> TASK OBJECTIVE: The records should be restated exactly from their first line through the line with "Data lives in a" in it.

━━━━━━━━━━━━━━━━━━━━━━━━━━━━━━

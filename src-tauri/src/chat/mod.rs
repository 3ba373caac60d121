//! Conversations: a static chat and contact directory, and per-chat message
//! collections (`chats/{chatId}/messages`) in the document store.

mod directory;
mod messages;
mod types;

pub use directory::{find_chat, list_chats, list_contacts, search_chats};
pub use messages::{
    list_messages, message_from_document, message_query, messages_from_snapshot, send_message,
    MSG_SIGN_IN_TO_CHAT,
};
pub use types::{messages_collection, ChatKind, ChatMessage, ChatSummary, Contact, CHATS_COLLECTION};
//! Realtime document store backing the community feed and chat.
//!
//! Documents are JSON objects grouped into slash-separated collections
//! (`communityPosts`, `chats`, `chats/{chatId}/messages`). Data lives in a
//! single SQLite table; writes fan out as [`Snapshot`]s to the
//! subscribers of the written collection.
//!
//! # Example
//!
//! ```ignore
//! use ecoconnect_tauri::store::{DocumentStore, Query};
//!
//! let store = DocumentStore::in_memory()?;
//! let mut sub = store.subscribe("communityPosts", Query::newest_first())?;
//! store.add("communityPosts", serde_json::json!({"content": "hi"}))?;
//! let latest = sub.next().await;
//! ```

mod document_store;
mod subscription;
mod types;

pub use document_store::DocumentStore;
pub use subscription::{Subscription, SubscriptionHandle};
pub use types::{Document, FieldUpdate, Query, Snapshot, SortOrder};
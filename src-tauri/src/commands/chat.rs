use serde::Serialize;
use tauri::{AppHandle, Emitter, Manager, State};
use tracing::{info, warn};

use crate::chat::{
    self, message_query, messages_collection, messages_from_snapshot, ChatMessage, ChatSummary,
    Contact,
};
use crate::state::AppState;
use crate::store::SubscriptionHandle;

pub const MESSAGES_EVENT: &str = "chat://messages";

#[derive(Debug, Clone, Serialize)]
#[serde(rename_all = "camelCase")]
pub struct MessagesEvent {
    pub handle: SubscriptionHandle,
    pub chat_id: String,
    pub messages: Vec<ChatMessage>,
}

#[tauri::command]
pub fn list_chats() -> Vec<ChatSummary> {
    chat::list_chats()
}

#[tauri::command]
pub fn list_contacts() -> Vec<Contact> {
    chat::list_contacts()
}

#[tauri::command]
pub fn search_chats(query: String) -> Vec<ChatSummary> {
    chat::search_chats(&query)
}

#[tauri::command]
pub async fn list_messages(
    state: State<'_, AppState>,
    chat_id: String,
) -> Result<Vec<ChatMessage>, String> {
    let viewer = state.session.current_user();
    Ok(chat::list_messages(&state.store, &chat_id, viewer.as_ref())?)
}

/// Send a message. Blank content is a no-op and yields `None`.
#[tauri::command]
pub async fn send_message(
    state: State<'_, AppState>,
    chat_id: String,
    content: String,
) -> Result<Option<ChatMessage>, String> {
    let user = state.session.current_user();
    Ok(chat::send_message(&state.store, user.as_ref(), &chat_id, &content)?)
}

/// Watch one chat's messages. Each snapshot is emitted as a
/// `chat://messages` event, with `isCurrentUser` computed for whoever is
/// signed in when it is delivered.
#[tauri::command]
pub fn subscribe_chat(
    app: AppHandle,
    state: State<'_, AppState>,
    chat_id: String,
) -> Result<SubscriptionHandle, String> {
    let sub = state
        .store
        .subscribe(&messages_collection(&chat_id), message_query())?;
    let (handle, mut rx) = sub.into_parts();

    let task = tauri::async_runtime::spawn(async move {
        while let Some(snapshot) = rx.recv().await {
            let viewer = app.state::<AppState>().session.current_user();
            let event = MessagesEvent {
                handle,
                chat_id: chat_id.clone(),
                messages: messages_from_snapshot(&snapshot, viewer.as_ref()),
            };
            if let Err(e) = app.emit(MESSAGES_EVENT, event) {
                warn!("Failed to emit {}: {}", MESSAGES_EVENT, e);
            }
        }
    });
    state.subscriptions.track(handle, task);

    info!("Chat subscription {} started", handle.0);
    Ok(handle)
}
use std::time::Duration;

use serde::Serialize;
use tauri::State;
use tracing::{debug, info};

use crate::error::EcoConnectError;
use crate::tips::{filter_tips as apply_filter, next_daily_index, RawTipQuery, Tip, TipQuery};
use crate::state::AppState;

#[derive(Debug, Clone, Serialize)]
pub struct DailyTip {
    pub index: usize,
    pub text: String,
}

#[tauri::command]
pub fn list_tips(state: State<'_, AppState>) -> Vec<Tip> {
    state.catalog.tips.clone()
}

/// Filter the catalog. Unknown facet names are rejected.
#[tauri::command]
pub fn filter_tips(state: State<'_, AppState>, query: RawTipQuery) -> Result<Vec<Tip>, String> {
    let query = TipQuery::try_from(query)?;
    let tips = apply_filter(&state.catalog.tips, &query);
    debug!("Tip filter '{}' matched {} entries", query.text, tips.len());
    Ok(tips)
}

/// Rotate the dashboard tip, never showing the same one twice in a row.
#[tauri::command]
pub async fn daily_tip(state: State<'_, AppState>) -> Result<DailyTip, String> {
    tokio::time::sleep(Duration::from_millis(state.config.tips.rotation_delay_ms)).await;

    let daily = &state.catalog.daily;
    let mut current = state
        .daily_tip
        .lock()
        .map_err(|_| EcoConnectError::Store("daily tip lock poisoned".to_string()))?;

    let index = next_daily_index(&mut rand::rng(), daily.len(), *current)
        .ok_or_else(|| EcoConnectError::NotFound("daily tips".to_string()))?;
    *current = Some(index);

    info!("Daily tip rotated to {}", index);
    Ok(DailyTip {
        index,
        text: daily[index].clone(),
    })
}
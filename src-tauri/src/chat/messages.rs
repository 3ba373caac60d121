use chrono::Utc;
use serde_json::json;
use tracing::{debug, info};

use crate::auth::User;
use crate::error::EcoConnectError;
use crate::store::{Document, DocumentStore, Query, Snapshot};
use crate::timefmt::label_rfc3339;

use super::directory::find_chat;
use super::types::{messages_collection, ChatKind, ChatMessage, MessageBody, CHATS_COLLECTION};

pub const MSG_SIGN_IN_TO_CHAT: &str = "You need to be signed in to send messages";

fn check_chat_id(chat_id: &str) -> Result<(), EcoConnectError> {
    if chat_id.is_empty() || chat_id.contains('/') {
        return Err(EcoConnectError::Validation(format!("Invalid chat id: '{}'", chat_id)));
    }
    Ok(())
}

/// Oldest-first query used by the message pane.
pub fn message_query() -> Query {
    Query::oldest_first()
}

pub fn message_from_document(
    doc: &Document,
    viewer: Option<&User>,
) -> Result<ChatMessage, EcoConnectError> {
    let body: MessageBody = doc.decode()?;
    Ok(ChatMessage {
        id: doc.id.clone(),
        is_current_user: viewer.is_some_and(|u| u.uid == body.sender_id),
        time_label: label_rfc3339(body.timestamp.as_deref()),
        sender: body.sender_name,
        sender_id: body.sender_id,
        content: body.content,
        timestamp: body.timestamp,
    })
}

/// Decode a message snapshot for `viewer`, skipping malformed documents.
pub fn messages_from_snapshot(snapshot: &Snapshot, viewer: Option<&User>) -> Vec<ChatMessage> {
    snapshot
        .documents
        .iter()
        .filter_map(|doc| match message_from_document(doc, viewer) {
            Ok(msg) => Some(msg),
            Err(e) => {
                debug!("Skipping malformed message {}: {}", doc.id, e);
                None
            }
        })
        .collect()
}

pub fn list_messages(
    store: &DocumentStore,
    chat_id: &str,
    viewer: Option<&User>,
) -> Result<Vec<ChatMessage>, EcoConnectError> {
    check_chat_id(chat_id)?;
    let docs = store.query(&messages_collection(chat_id), &message_query())?;
    docs.iter().map(|d| message_from_document(d, viewer)).collect()
}

/// Send a message. Returns `Ok(None)` without writing anything when the
/// content is blank. The first message in a chat creates its metadata.
pub fn send_message(
    store: &DocumentStore,
    user: Option<&User>,
    chat_id: &str,
    content: &str,
) -> Result<Option<ChatMessage>, EcoConnectError> {
    if content.trim().is_empty() {
        return Ok(None);
    }
    check_chat_id(chat_id)?;
    let user = user.ok_or_else(|| EcoConnectError::Auth(MSG_SIGN_IN_TO_CHAT.to_string()))?;

    if store.get(CHATS_COLLECTION, chat_id)?.is_none() {
        let kind = find_chat(chat_id)
            .map(|c| c.kind)
            .unwrap_or_else(|| ChatKind::from_chat_id(chat_id));
        store.set(
            CHATS_COLLECTION,
            chat_id,
            json!({
                "createdAt": Utc::now().to_rfc3339(),
                "members": [user.uid],
                "type": kind,
            }),
        )?;
        info!("Created chat metadata for {}", chat_id);
    }

    let doc = store.add(
        &messages_collection(chat_id),
        json!({
            "senderId": user.uid,
            "senderName": user.name_or_anonymous(),
            "content": content,
            "timestamp": Utc::now().to_rfc3339(),
        }),
    )?;

    debug!("User {} sent message {} to {}", user.uid, doc.id, chat_id);
    message_from_document(&doc, Some(user)).map(Some)
}
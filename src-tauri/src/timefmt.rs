//! Short labels for post and message timestamps.

use chrono::{DateTime, TimeZone};

/// Label for an item that has no timestamp yet.
pub const JUST_NOW: &str = "Just now";

/// Format `then` relative to `now`: clock time within a day, "Yesterday"
/// within two, otherwise month and day.
pub fn format_relative<Tz: TimeZone>(then: &DateTime<Tz>, now: &DateTime<Tz>) -> String
where
    Tz::Offset: std::fmt::Display,
{
    let elapsed = now.clone().signed_duration_since(then.clone());
    if elapsed.num_hours() < 24 {
        then.format("%H:%M").to_string()
    } else if elapsed.num_hours() < 48 {
        "Yesterday".to_string()
    } else {
        then.format("%b %-d").to_string()
    }
}

/// Format a stored RFC 3339 timestamp in local time.
pub fn label_rfc3339(timestamp: Option<&str>) -> String {
    let Some(parsed) = timestamp.and_then(|t| DateTime::parse_from_rfc3339(t).ok()) else {
        return JUST_NOW.to_string();
    };
    let then = parsed.with_timezone(&chrono::Local);
    format_relative(&then, &chrono::Local::now())
}

#[cfg(test)]
mod tests {
    use super::*;
    use chrono::{Duration, Utc};

    fn at(rfc: &str) -> DateTime<Utc> {
        DateTime::parse_from_rfc3339(rfc).unwrap().with_timezone(&Utc)
    }

    #[test]
    fn test_same_day_shows_clock_time() {
        let now = at("2026-05-15T18:30:00Z");
        assert_eq!(format_relative(&at("2026-05-15T09:05:00Z"), &now), "09:05");
    }

    #[test]
    fn test_yesterday() {
        let now = at("2026-05-15T18:30:00Z");
        let then = now - Duration::hours(30);
        assert_eq!(format_relative(&then, &now), "Yesterday");
    }

    #[test]
    fn test_older_shows_date() {
        let now = at("2026-05-15T18:30:00Z");
        assert_eq!(format_relative(&at("2026-04-02T10:00:00Z"), &now), "Apr 2");
    }

    #[test]
    fn test_missing_or_invalid_timestamp() {
        assert_eq!(label_rfc3339(None), JUST_NOW);
        assert_eq!(label_rfc3339(Some("not a date")), JUST_NOW);
    }
}
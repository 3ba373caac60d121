use serde::{Deserialize, Serialize};

/// Collection holding community feed posts.
pub const POSTS_COLLECTION: &str = "communityPosts";

/// A feed post as shown to the user.
#[derive(Debug, Clone, PartialEq, Serialize, Deserialize)]
#[serde(rename_all = "camelCase")]
pub struct Post {
    pub id: String,
    pub name: String,
    pub user_id: String,
    pub content: String,
    /// RFC 3339 creation time.
    pub time: Option<String>,
    /// Display label derived from `time`.
    pub time_label: String,
    pub likes: Vec<String>,
    pub comments: Vec<Comment>,
}

impl Post {
    pub fn is_liked_by(&self, uid: &str) -> bool {
        self.likes.iter().any(|l| l == uid)
    }
}

#[derive(Debug, Clone, PartialEq, Serialize, Deserialize)]
#[serde(rename_all = "camelCase")]
pub struct Comment {
    pub id: String,
    pub user_id: String,
    pub name: String,
    pub content: String,
    pub time: Option<String>,
}

/// Stored shape of a post document.
#[derive(Debug, Clone, Default, Serialize, Deserialize)]
#[serde(rename_all = "camelCase", default)]
pub(crate) struct PostBody {
    pub name: String,
    pub user_id: String,
    pub content: String,
    pub time: Option<String>,
    pub likes: Vec<String>,
    pub comments: Vec<Comment>,
}

#[derive(Debug, Clone, PartialEq, Serialize, Deserialize)]
pub struct CommunityGroup {
    pub name: String,
    pub members: u32,
    pub description: String,
}

#[derive(Debug, Clone, PartialEq, Serialize, Deserialize)]
pub struct CommunityEvent {
    pub name: String,
    pub date: String,
    pub location: String,
    pub description: String,
}

/// Static groups and events listed beside the feed.
#[derive(Debug, Clone, PartialEq, Serialize, Deserialize)]
pub struct CommunityDirectory {
    pub groups: Vec<CommunityGroup>,
    pub events: Vec<CommunityEvent>,
}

━━━━━━━━━━━━━━━━━━━━━━━━━━━━━━

> TASK RESULT:
filename src-tauri/src/chat/mod.rs
repository 3ba373caac60d121
//! Conversations: a static chat and contact directory, and per-chat message
//! collections (`chats/{chatId}/messages`) in the document store.

mod directory;
mod messages;
mod types;

pub use directory::{find_chat, list_chats, list_contacts, search_chats};
pub use messages::{
    list_messages, message_from_document, message_query, messages_from_snapshot, send_message,
    MSG_SIGN_IN_TO_CHAT,
};
pub use types::{messages_collection, ChatKind, ChatMessage, ChatSummary, Contact, CHATS_COLLECTION};
//! Realtime document store backing the community feed and chat.
//!
//! Documents are JSON objects grouped into slash-separated collections
//! (`communityPosts`, `chats`, `chats/{chatId}/messages`). Data lives in a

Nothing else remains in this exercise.